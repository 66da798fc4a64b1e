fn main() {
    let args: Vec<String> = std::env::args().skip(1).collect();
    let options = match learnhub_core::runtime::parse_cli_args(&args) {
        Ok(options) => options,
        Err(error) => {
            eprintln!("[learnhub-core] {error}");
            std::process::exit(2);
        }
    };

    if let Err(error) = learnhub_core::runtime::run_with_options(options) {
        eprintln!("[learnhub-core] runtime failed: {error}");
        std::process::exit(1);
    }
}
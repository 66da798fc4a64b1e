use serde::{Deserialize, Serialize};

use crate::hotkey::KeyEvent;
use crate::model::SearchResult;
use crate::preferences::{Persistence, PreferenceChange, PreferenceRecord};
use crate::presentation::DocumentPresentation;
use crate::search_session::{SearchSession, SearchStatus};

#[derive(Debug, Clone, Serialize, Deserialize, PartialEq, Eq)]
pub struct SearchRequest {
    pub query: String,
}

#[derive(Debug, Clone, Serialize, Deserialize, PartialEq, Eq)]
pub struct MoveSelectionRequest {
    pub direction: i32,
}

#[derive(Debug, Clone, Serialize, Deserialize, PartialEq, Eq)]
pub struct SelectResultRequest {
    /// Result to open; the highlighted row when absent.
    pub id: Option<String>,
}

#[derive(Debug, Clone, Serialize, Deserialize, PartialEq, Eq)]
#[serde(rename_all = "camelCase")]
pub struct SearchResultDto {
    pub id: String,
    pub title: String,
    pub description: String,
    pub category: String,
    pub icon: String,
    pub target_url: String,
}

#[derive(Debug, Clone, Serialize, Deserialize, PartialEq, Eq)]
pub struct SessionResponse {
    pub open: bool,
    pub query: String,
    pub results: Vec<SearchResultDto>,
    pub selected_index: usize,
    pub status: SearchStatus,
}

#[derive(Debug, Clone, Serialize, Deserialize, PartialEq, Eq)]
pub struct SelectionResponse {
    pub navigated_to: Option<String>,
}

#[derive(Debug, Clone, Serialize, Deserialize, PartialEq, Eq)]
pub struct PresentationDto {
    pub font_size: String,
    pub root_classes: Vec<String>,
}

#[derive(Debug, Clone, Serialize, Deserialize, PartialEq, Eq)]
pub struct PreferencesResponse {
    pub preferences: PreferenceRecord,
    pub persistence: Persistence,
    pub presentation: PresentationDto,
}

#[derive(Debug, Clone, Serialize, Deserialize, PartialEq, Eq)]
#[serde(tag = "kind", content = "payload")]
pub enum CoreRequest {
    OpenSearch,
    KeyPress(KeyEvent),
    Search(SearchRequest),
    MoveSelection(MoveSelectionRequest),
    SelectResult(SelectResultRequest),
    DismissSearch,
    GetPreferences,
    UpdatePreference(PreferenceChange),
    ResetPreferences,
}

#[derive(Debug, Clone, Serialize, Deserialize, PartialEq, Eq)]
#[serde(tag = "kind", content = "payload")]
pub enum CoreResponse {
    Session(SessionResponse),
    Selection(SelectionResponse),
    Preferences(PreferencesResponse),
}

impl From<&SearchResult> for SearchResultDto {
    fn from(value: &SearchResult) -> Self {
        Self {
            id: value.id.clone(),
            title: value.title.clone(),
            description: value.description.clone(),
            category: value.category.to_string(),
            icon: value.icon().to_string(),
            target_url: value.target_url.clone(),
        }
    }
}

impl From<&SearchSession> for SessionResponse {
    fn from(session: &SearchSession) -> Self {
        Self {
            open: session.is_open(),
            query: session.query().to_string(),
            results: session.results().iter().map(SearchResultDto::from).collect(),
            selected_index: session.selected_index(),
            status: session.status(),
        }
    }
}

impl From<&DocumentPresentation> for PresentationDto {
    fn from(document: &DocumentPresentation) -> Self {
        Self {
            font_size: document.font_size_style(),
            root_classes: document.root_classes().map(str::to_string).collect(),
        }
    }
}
--
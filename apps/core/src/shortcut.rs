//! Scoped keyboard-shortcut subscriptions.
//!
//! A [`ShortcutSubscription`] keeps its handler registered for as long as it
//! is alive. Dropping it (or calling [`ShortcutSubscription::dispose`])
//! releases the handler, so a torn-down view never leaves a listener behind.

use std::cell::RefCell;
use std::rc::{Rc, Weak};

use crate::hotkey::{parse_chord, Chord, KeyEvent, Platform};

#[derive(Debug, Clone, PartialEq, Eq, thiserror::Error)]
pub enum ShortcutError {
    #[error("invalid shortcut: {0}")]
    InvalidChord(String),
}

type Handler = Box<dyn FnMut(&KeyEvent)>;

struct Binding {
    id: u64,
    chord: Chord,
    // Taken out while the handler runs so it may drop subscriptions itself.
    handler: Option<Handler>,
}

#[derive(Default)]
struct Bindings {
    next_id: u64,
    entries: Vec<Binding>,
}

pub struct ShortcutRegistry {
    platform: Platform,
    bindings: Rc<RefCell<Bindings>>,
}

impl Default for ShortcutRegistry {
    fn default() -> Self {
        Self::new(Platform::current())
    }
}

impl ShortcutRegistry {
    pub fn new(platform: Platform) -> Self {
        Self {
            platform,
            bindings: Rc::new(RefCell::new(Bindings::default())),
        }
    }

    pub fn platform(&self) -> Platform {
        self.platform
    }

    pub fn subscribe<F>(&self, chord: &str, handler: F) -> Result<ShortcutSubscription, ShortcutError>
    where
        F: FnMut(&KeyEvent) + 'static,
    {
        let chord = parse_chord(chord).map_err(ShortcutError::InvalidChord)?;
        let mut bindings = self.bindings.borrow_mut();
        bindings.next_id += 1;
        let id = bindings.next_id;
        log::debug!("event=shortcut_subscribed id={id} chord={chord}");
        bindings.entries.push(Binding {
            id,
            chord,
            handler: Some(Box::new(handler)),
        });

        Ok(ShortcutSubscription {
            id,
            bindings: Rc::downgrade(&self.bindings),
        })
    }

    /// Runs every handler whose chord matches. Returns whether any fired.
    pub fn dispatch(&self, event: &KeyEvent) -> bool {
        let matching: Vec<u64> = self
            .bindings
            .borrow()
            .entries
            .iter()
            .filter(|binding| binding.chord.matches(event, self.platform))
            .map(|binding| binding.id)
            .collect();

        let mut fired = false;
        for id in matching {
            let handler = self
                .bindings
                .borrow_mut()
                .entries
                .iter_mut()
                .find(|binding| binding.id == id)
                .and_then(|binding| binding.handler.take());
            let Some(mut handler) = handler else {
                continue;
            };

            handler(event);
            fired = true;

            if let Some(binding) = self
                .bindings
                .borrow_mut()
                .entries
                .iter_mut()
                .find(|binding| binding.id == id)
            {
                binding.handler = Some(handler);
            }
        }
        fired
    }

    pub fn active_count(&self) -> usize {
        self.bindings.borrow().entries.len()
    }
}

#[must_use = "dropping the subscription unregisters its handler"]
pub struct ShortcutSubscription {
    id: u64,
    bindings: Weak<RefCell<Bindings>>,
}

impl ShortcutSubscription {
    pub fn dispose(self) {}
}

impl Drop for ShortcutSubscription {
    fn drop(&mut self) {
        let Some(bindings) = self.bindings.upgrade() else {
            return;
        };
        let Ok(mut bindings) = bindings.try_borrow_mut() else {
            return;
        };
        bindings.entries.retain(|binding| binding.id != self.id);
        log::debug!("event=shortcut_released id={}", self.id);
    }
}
...
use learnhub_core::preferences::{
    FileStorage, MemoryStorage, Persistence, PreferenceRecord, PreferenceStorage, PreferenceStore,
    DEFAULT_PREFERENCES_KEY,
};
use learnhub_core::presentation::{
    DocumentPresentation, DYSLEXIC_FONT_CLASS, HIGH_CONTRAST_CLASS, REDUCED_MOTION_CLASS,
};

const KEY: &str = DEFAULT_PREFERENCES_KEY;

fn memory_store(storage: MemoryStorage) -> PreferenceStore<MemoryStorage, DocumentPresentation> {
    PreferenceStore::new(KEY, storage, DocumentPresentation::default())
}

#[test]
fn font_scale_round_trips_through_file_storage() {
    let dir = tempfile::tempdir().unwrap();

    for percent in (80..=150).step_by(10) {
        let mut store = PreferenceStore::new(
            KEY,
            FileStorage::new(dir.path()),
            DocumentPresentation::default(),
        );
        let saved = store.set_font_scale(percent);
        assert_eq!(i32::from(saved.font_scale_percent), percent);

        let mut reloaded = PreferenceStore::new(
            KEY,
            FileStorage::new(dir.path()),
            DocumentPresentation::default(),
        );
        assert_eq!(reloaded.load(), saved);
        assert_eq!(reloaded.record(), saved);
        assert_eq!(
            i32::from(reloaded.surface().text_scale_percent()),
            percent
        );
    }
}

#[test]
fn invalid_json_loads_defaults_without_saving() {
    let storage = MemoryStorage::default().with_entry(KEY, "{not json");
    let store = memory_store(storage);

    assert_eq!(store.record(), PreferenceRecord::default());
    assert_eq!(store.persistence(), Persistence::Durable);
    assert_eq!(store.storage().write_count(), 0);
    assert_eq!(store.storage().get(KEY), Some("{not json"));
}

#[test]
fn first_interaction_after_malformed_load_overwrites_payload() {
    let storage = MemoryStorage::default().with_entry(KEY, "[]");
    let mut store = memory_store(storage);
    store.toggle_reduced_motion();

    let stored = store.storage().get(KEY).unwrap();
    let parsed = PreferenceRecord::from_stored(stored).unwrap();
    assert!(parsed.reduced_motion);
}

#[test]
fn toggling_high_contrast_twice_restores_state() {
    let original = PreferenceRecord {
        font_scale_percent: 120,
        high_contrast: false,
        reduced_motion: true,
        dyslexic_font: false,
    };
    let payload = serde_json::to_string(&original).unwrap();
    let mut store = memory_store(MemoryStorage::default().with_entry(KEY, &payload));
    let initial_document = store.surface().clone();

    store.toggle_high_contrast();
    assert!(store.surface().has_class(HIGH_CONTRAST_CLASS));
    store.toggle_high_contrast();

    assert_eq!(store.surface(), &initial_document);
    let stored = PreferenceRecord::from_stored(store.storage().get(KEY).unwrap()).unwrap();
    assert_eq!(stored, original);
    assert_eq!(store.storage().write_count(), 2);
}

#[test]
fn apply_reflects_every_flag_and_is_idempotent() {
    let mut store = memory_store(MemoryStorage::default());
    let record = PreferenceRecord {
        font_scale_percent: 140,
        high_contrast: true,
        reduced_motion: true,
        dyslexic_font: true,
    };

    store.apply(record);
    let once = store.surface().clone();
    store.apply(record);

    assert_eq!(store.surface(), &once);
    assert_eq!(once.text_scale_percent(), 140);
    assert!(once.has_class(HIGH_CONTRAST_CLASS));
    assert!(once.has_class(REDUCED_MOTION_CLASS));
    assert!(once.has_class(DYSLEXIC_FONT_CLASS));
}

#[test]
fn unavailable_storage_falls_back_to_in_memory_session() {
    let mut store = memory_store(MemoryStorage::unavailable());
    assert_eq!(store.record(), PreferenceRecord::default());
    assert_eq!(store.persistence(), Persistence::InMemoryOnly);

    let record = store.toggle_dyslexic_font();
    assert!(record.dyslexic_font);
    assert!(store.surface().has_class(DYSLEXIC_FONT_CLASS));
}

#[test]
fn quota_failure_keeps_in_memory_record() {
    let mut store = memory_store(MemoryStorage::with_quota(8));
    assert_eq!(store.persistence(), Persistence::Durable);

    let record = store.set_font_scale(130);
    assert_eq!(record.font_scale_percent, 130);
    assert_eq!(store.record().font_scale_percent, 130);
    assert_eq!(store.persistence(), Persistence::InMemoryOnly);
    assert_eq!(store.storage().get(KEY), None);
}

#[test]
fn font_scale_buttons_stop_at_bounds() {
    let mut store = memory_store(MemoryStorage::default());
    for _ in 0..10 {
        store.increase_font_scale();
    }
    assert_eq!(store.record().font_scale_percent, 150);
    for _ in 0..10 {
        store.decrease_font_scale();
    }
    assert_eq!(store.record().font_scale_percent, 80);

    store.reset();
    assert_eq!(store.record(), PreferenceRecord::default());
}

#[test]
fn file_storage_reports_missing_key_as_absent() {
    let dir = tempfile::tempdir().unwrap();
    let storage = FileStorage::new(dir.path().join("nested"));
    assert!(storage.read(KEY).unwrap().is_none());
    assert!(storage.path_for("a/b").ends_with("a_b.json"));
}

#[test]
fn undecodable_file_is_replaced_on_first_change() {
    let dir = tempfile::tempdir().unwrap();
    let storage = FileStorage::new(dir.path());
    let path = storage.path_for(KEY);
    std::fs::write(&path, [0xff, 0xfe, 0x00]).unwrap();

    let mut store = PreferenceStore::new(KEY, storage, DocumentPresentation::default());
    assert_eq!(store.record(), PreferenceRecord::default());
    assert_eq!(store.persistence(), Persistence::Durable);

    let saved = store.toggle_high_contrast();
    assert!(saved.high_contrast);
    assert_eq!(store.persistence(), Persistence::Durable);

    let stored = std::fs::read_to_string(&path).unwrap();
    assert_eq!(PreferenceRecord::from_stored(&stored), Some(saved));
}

> _Action item_
Check each line above for the string "true", then copy the ones that have it.

> _Answer box_
            fired = true;
        reduced_motion: true,
        high_contrast: true,
        reduced_motion: true,
        dyslexic_font: true,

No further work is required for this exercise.